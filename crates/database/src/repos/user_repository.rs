//! Repository for user data access operations.

use chrono::Utc;
use sqlx::SqlitePool;
use tracing::info;

use crate::entities::{ProfileChanges, User};
use crate::types::{DatabaseError, DatabaseResult};

const USER_COLUMNS: &str = "id, name, email, phone, avatar, created_at, updated_at";

/// Repository for user database operations
#[derive(Clone)]
pub struct UserRepository {
    pool: SqlitePool,
}

impl UserRepository {
    pub fn new(pool: SqlitePool) -> Self {
        Self { pool }
    }

    pub async fn find_by_id(&self, id: i64) -> DatabaseResult<Option<User>> {
        let user = sqlx::query_as::<_, User>(&format!("SELECT {USER_COLUMNS} FROM users WHERE id = ?"))
            .bind(id)
            .fetch_optional(&self.pool)
            .await?;
        Ok(user)
    }

    pub async fn find_by_email(&self, email: &str) -> DatabaseResult<Option<User>> {
        let user =
            sqlx::query_as::<_, User>(&format!("SELECT {USER_COLUMNS} FROM users WHERE email = ?"))
                .bind(email)
                .fetch_optional(&self.pool)
                .await?;
        Ok(user)
    }

    pub async fn find_by_phone(&self, phone: &str) -> DatabaseResult<Option<User>> {
        let user =
            sqlx::query_as::<_, User>(&format!("SELECT {USER_COLUMNS} FROM users WHERE phone = ?"))
                .bind(phone)
                .fetch_optional(&self.pool)
                .await?;
        Ok(user)
    }

    pub async fn create(
        &self,
        name: &str,
        email: Option<&str>,
        phone: Option<&str>,
    ) -> DatabaseResult<User> {
        let now = Utc::now().to_rfc3339();

        let result = sqlx::query(
            "INSERT INTO users (name, email, phone, created_at, updated_at) VALUES (?, ?, ?, ?, ?)",
        )
        .bind(name)
        .bind(email)
        .bind(phone)
        .bind(&now)
        .bind(&now)
        .execute(&self.pool)
        .await?;

        let id = result.last_insert_rowid();
        info!(user_id = id, "user created");

        self.find_by_id(id)
            .await?
            .ok_or_else(|| DatabaseError::NotFound(format!("user {id}")))
    }

    /// Writes the columns present in `changes` and bumps `updated_at`.
    pub async fn update_profile(&self, id: i64, changes: &ProfileChanges) -> DatabaseResult<User> {
        let now = Utc::now().to_rfc3339();

        let result = sqlx::query(
            r#"
            UPDATE users SET
                name = COALESCE(?, name),
                email = COALESCE(?, email),
                phone = COALESCE(?, phone),
                avatar = COALESCE(?, avatar),
                updated_at = ?
            WHERE id = ?
            "#,
        )
        .bind(changes.name.as_deref())
        .bind(changes.email.as_deref())
        .bind(changes.phone.as_deref())
        .bind(changes.avatar.as_deref())
        .bind(&now)
        .bind(id)
        .execute(&self.pool)
        .await?;

        if result.rows_affected() == 0 {
            return Err(DatabaseError::NotFound(format!("user {id}")));
        }

        self.find_by_id(id)
            .await?
            .ok_or_else(|| DatabaseError::NotFound(format!("user {id}")))
    }

    /// Deletes the user. Rows owned by the user go through the cascades.
    pub async fn delete(&self, id: i64) -> DatabaseResult<bool> {
        let result = sqlx::query("DELETE FROM users WHERE id = ?")
            .bind(id)
            .execute(&self.pool)
            .await?;

        Ok(result.rows_affected() > 0)
    }
}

★ ★ ★ ★ ★ ★ ★

▸ **Your task**: Would you state how many lines of the data above hold the string "sqlx"? Reply with the number alone.

▸ **Solved problem**: 7